Work required: Exactly as written, transcribe each record below.

Collected data:

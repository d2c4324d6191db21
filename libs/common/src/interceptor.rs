use std::{fmt::Debug, sync::Arc};

use futures::future::BoxFuture;
use serde_json::{Map, Value};

use crate::{
  execute::{OperationContext, RequestExecutionContext},
  graphql::{GraphQLError, GraphQLResponse, RawParams},
};

pub type ResponseFuture<'a> = BoxFuture<'a, GraphQLResponse>;
pub type ResolverFuture<'a> = BoxFuture<'a, Result<Value, GraphQLError>>;

// Lifecycle, outermost first:
// intercept_response -> mutate_operation_parameters -> intercept_operation -> ExecutableSchema::execute
//   -> intercept_root_field -> intercept_field -> resolver

/// Rewrites the raw parameters before anything is parsed or executed.
///
/// Mutators run one after the other in registration order. The first error aborts the request
/// and becomes its response.
#[async_trait::async_trait]
pub trait OperationParameterMutator: Send + Sync + Debug {
  async fn mutate_operation_parameters(
    &self,
    ctx: &RequestExecutionContext,
    params: &mut RawParams,
  ) -> Result<(), GraphQLError>;
}

/// Wraps the outermost response-production boundary of a request.
#[async_trait::async_trait]
pub trait ResponseInterceptor: Send + Sync + Debug {
  async fn intercept_response<'a>(
    &self,
    ctx: &'a RequestExecutionContext,
    next: ResponseNext<'a>,
  ) -> GraphQLResponse;
}

/// Wraps the execution of a resolved operation.
#[async_trait::async_trait]
pub trait OperationInterceptor: Send + Sync + Debug {
  async fn intercept_operation<'a>(
    &self,
    ctx: &'a OperationContext,
    next: OperationNext<'a>,
  ) -> GraphQLResponse;
}

/// Wraps each root field resolver.
#[async_trait::async_trait]
pub trait RootFieldInterceptor: Send + Sync + Debug {
  async fn intercept_root_field<'a>(
    &self,
    ctx: &'a OperationContext,
    field: &'a FieldInfo,
    next: RootFieldNext<'a>,
  ) -> Result<Value, GraphQLError>;
}

/// Wraps every field resolver, root fields included.
///
/// Sibling fields may resolve concurrently, so implementations must not assume exclusive
/// access to context state.
#[async_trait::async_trait]
pub trait FieldInterceptor: Send + Sync + Debug {
  async fn intercept_field<'a>(
    &self,
    ctx: &'a OperationContext,
    field: &'a FieldInfo,
    next: FieldNext<'a>,
  ) -> Result<Value, GraphQLError>;
}

#[derive(Debug, Clone, PartialEq)]
pub struct FieldInfo {
  /// Response path of the field, e.g. `["users", 0, "name"]`.
  pub path: Vec<Value>,
  pub parent_type: String,
  pub field_name: String,
  /// Alias when present, field name otherwise.
  pub response_key: String,
  pub arguments: Map<String, Value>,
}

/// Handle on the rest of the response chain.
///
/// Consumed by [`ResponseNext::run`], so a hook can call it at most once. Dropping it without
/// running short-circuits every inner hook and the executor.
pub struct ResponseNext<'a> {
  ctx: &'a RequestExecutionContext,
  chain: &'a [Arc<dyn ResponseInterceptor>],
  handler: ResponseFuture<'a>,
}

impl<'a> ResponseNext<'a> {
  pub fn new(
    ctx: &'a RequestExecutionContext,
    chain: &'a [Arc<dyn ResponseInterceptor>],
    handler: ResponseFuture<'a>,
  ) -> Self {
    ResponseNext {
      ctx,
      chain,
      handler,
    }
  }

  pub async fn run(self) -> GraphQLResponse {
    match self.chain.split_first() {
      Some((interceptor, rest)) => {
        interceptor
          .intercept_response(self.ctx, ResponseNext::new(self.ctx, rest, self.handler))
          .await
      }
      None => self.handler.await,
    }
  }
}

/// Handle on the rest of the operation chain, ending with the executor.
pub struct OperationNext<'a> {
  ctx: &'a OperationContext,
  chain: &'a [Arc<dyn OperationInterceptor>],
  handler: ResponseFuture<'a>,
}

impl<'a> OperationNext<'a> {
  pub fn new(
    ctx: &'a OperationContext,
    chain: &'a [Arc<dyn OperationInterceptor>],
    handler: ResponseFuture<'a>,
  ) -> Self {
    OperationNext {
      ctx,
      chain,
      handler,
    }
  }

  pub async fn run(self) -> GraphQLResponse {
    match self.chain.split_first() {
      Some((interceptor, rest)) => {
        interceptor
          .intercept_operation(self.ctx, OperationNext::new(self.ctx, rest, self.handler))
          .await
      }
      None => self.handler.await,
    }
  }
}

pub struct RootFieldNext<'a> {
  ctx: &'a OperationContext,
  field: &'a FieldInfo,
  chain: &'a [Arc<dyn RootFieldInterceptor>],
  resolver: ResolverFuture<'a>,
}

impl<'a> RootFieldNext<'a> {
  pub fn new(
    ctx: &'a OperationContext,
    field: &'a FieldInfo,
    chain: &'a [Arc<dyn RootFieldInterceptor>],
    resolver: ResolverFuture<'a>,
  ) -> Self {
    RootFieldNext {
      ctx,
      field,
      chain,
      resolver,
    }
  }

  pub async fn run(self) -> Result<Value, GraphQLError> {
    match self.chain.split_first() {
      Some((interceptor, rest)) => {
        interceptor
          .intercept_root_field(
            self.ctx,
            self.field,
            RootFieldNext::new(self.ctx, self.field, rest, self.resolver),
          )
          .await
      }
      None => self.resolver.await,
    }
  }
}

pub struct FieldNext<'a> {
  ctx: &'a OperationContext,
  field: &'a FieldInfo,
  chain: &'a [Arc<dyn FieldInterceptor>],
  resolver: ResolverFuture<'a>,
}

impl<'a> FieldNext<'a> {
  pub fn new(
    ctx: &'a OperationContext,
    field: &'a FieldInfo,
    chain: &'a [Arc<dyn FieldInterceptor>],
    resolver: ResolverFuture<'a>,
  ) -> Self {
    FieldNext {
      ctx,
      field,
      chain,
      resolver,
    }
  }

  pub async fn run(self) -> Result<Value, GraphQLError> {
    match self.chain.split_first() {
      Some((interceptor, rest)) => {
        interceptor
          .intercept_field(
            self.ctx,
            self.field,
            FieldNext::new(self.ctx, self.field, rest, self.resolver),
          )
          .await
      }
      None => self.resolver.await,
    }
  }
}

/// The resolver-level chains, shared by every operation executed through the same manager.
#[derive(Debug, Clone, Default)]
pub struct FieldMiddleware {
  root: Arc<Vec<Arc<dyn RootFieldInterceptor>>>,
  fields: Arc<Vec<Arc<dyn FieldInterceptor>>>,
}

impl FieldMiddleware {
  pub fn push_root_interceptor(&mut self, interceptor: Arc<dyn RootFieldInterceptor>) {
    Arc::make_mut(&mut self.root).push(interceptor);
  }

  pub fn push_field_interceptor(&mut self, interceptor: Arc<dyn FieldInterceptor>) {
    Arc::make_mut(&mut self.fields).push(interceptor);
  }

  pub fn root_interceptors(&self) -> &[Arc<dyn RootFieldInterceptor>] {
    &self.root
  }

  pub fn field_interceptors(&self) -> &[Arc<dyn FieldInterceptor>] {
    &self.fields
  }
}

Reply:
repository d2c4324d6191db21
filename libs/common/src/interceptor.rs
use std::{fmt::Debug, sync::Arc};

use futures::future::BoxFuture;
use serde_json::{Map, Value};

use crate::{
  execute::{OperationContext, RequestExecutionContext},
  graphql::{GraphQLError, GraphQLResponse, RawParams},
};

pub type ResponseFuture<'a> = BoxFuture<'a, GraphQLResponse>;
pub type ResolverFuture<'a> = BoxFuture<'a, Result<Value, GraphQLError>>;

// Lifecycle, outermost first:
// intercept_response -> mutate_operation_parameters -> intercept_operation -> ExecutableSchema::execute
//   -> intercept_root_field -> intercept_field -> resolver

/// Rewrites the raw parameters before anything is parsed or executed.
///
/// Mutators run one after the other in registration order. The first error aborts the request
/// and becomes its response.
#[async_trait::async_trait]
pub trait OperationParameterMutator: Send + Sync + Debug {
  async fn mutate_operation_parameters(
    &self,
    ctx: &RequestExecutionContext,
    params: &mut RawParams,
  ) -> Result<(), GraphQLError>;
}

/// Wraps the outermost response-production boundary of a request.
#[async_trait::async_trait]
pub trait ResponseInterceptor: Send + Sync + Debug {
  async fn intercept_response<'a>(
    &self,
    ctx: &'a RequestExecutionContext,
    next: ResponseNext<'a>,
  ) -> GraphQLResponse;
}

/// Wraps the execution of a resolved operation.
#[async_trait::async_trait]
pub trait OperationInterceptor: Send + Sync + Debug {
  async fn intercept_operation<'a>(
    &self,
    ctx: &'a OperationContext,
    next: OperationNext<'a>,
  ) -> GraphQLResponse;
}

/// Wraps each root field resolver.
#[async_trait::async_trait]
pub trait RootFieldInterceptor: Send + Sync + Debug {
  async fn intercept_root_field<'a>(
    &self,
    ctx: &'a OperationContext,
    field: &'a FieldInfo,
    next: RootFieldNext<'a>,
  ) -> Result<Value, GraphQLError>;
}

/// Wraps every field resolver, root fields included.
///
/// Sibling fields may resolve concurrently, so implementations must not assume exclusive
/// access to context state.
#[async_trait::async_trait]
pub trait FieldInterceptor: Send + Sync + Debug {
  async fn intercept_field<'a>(
    &self,
    ctx: &'a OperationContext,
    field: &'a FieldInfo,
    next: FieldNext<'a>,
  ) -> Result<Value, GraphQLError>;
}

#[derive(Debug, Clone, PartialEq)]
pub struct FieldInfo {
  /// Response path of the field, e.g. `["users", 0, "name"]`.
  pub path: Vec<Value>,
  pub parent_type: String,
  pub field_name: String,
  /// Alias when present, field name otherwise.
  pub response_key: String,
  pub arguments: Map<String, Value>,
}

/// Handle on the rest of the response chain.
///
/// Consumed by [`ResponseNext::run`], so a hook can call it at most once. Dropping it without
/// running short-circuits every inner hook and the executor.
pub struct ResponseNext<'a> {
  ctx: &'a RequestExecutionContext,
  chain: &'a [Arc<dyn ResponseInterceptor>],
  handler: ResponseFuture<'a>,
}

impl<'a> ResponseNext<'a> {
  pub fn new(
    ctx: &'a RequestExecutionContext,
    chain: &'a [Arc<dyn ResponseInterceptor>],
    handler: ResponseFuture<'a>,
  ) -> Self {
    ResponseNext {
      ctx,
      chain,
      handler,
    }
  }

  pub async fn run(self) -> GraphQLResponse {
    match self.chain.split_first() {
      Some((interceptor, rest)) => {
        interceptor
          .intercept_response(self.ctx, ResponseNext::new(self.ctx, rest, self.handler))
          .await
      }
      None => self.handler.await,
    }
  }
}

/// Handle on the rest of the operation chain, ending with the executor.
pub struct OperationNext<'a> {
  ctx: &'a OperationContext,
  chain: &'a [Arc<dyn OperationInterceptor>],
  handler: ResponseFuture<'a>,
}

impl<'a> OperationNext<'a> {
  pub fn new(
    ctx: &'a OperationContext,
    chain: &'a [Arc<dyn OperationInterceptor>],
    handler: ResponseFuture<'a>,
  ) -> Self {
    OperationNext {
      ctx,
      chain,
      handler,
    }
  }

  pub async fn run(self) -> GraphQLResponse {
    match self.chain.split_first() {
      Some((interceptor, rest)) => {
        interceptor
          .intercept_operation(self.ctx, OperationNext::new(self.ctx, rest, self.handler))
          .await
      }
      None => self.handler.await,
    }
  }
}

pub struct RootFieldNext<'a> {
  ctx: &'a OperationContext,
  field: &'a FieldInfo,
  chain: &'a [Arc<dyn RootFieldInterceptor>],
  resolver: ResolverFuture<'a>,
}

impl<'a> RootFieldNext<'a> {
  pub fn new(
    ctx: &'a OperationContext,
    field: &'a FieldInfo,
    chain: &'a [Arc<dyn RootFieldInterceptor>],
    resolver: ResolverFuture<'a>,
  ) -> Self {
    RootFieldNext {
      ctx,
      field,
      chain,
      resolver,
    }
  }

  pub async fn run(self) -> Result<Value, GraphQLError> {
    match self.chain.split_first() {
      Some((interceptor, rest)) => {
        interceptor
          .intercept_root_field(
            self.ctx,
            self.field,
            RootFieldNext::new(self.ctx, self.field, rest, self.resolver),
          )
          .await
      }
      None => self.resolver.await,
    }
  }
}

pub struct FieldNext<'a> {
  ctx: &'a OperationContext,
  field: &'a FieldInfo,
  chain: &'a [Arc<dyn FieldInterceptor>],
  resolver: ResolverFuture<'a>,
}

impl<'a> FieldNext<'a> {
  pub fn new(
    ctx: &'a OperationContext,
    field: &'a FieldInfo,
    chain: &'a [Arc<dyn FieldInterceptor>],
    resolver: ResolverFuture<'a>,
  ) -> Self {
    FieldNext {
      ctx,
      field,
      chain,
      resolver,
    }
  }

  pub async fn run(self) -> Result<Value, GraphQLError> {
    match self.chain.split_first() {
      Some((interceptor, rest)) => {
        interceptor
          .intercept_field(
            self.ctx,
            self.field,
            FieldNext::new(self.ctx, self.field, rest, self.resolver),
          )
          .await
      }
      None => self.resolver.await,
    }
  }
}

/// The resolver-level chains, shared by every operation executed through the same manager.
#[derive(Debug, Clone, Default)]
pub struct FieldMiddleware {
  root: Arc<Vec<Arc<dyn RootFieldInterceptor>>>,
  fields: Arc<Vec<Arc<dyn FieldInterceptor>>>,
}

impl FieldMiddleware {
  pub fn push_root_interceptor(&mut self, interceptor: Arc<dyn RootFieldInterceptor>) {
    Arc::make_mut(&mut self.root).push(interceptor);
  }

  pub fn push_field_interceptor(&mut self, interceptor: Arc<dyn FieldInterceptor>) {
    Arc::make_mut(&mut self.fields).push(interceptor);
  }

  pub fn root_interceptors(&self) -> &[Arc<dyn RootFieldInterceptor>] {
    &self.root
  }

  pub fn field_interceptors(&self) -> &[Arc<dyn FieldInterceptor>] {
    &self.fields
  }
}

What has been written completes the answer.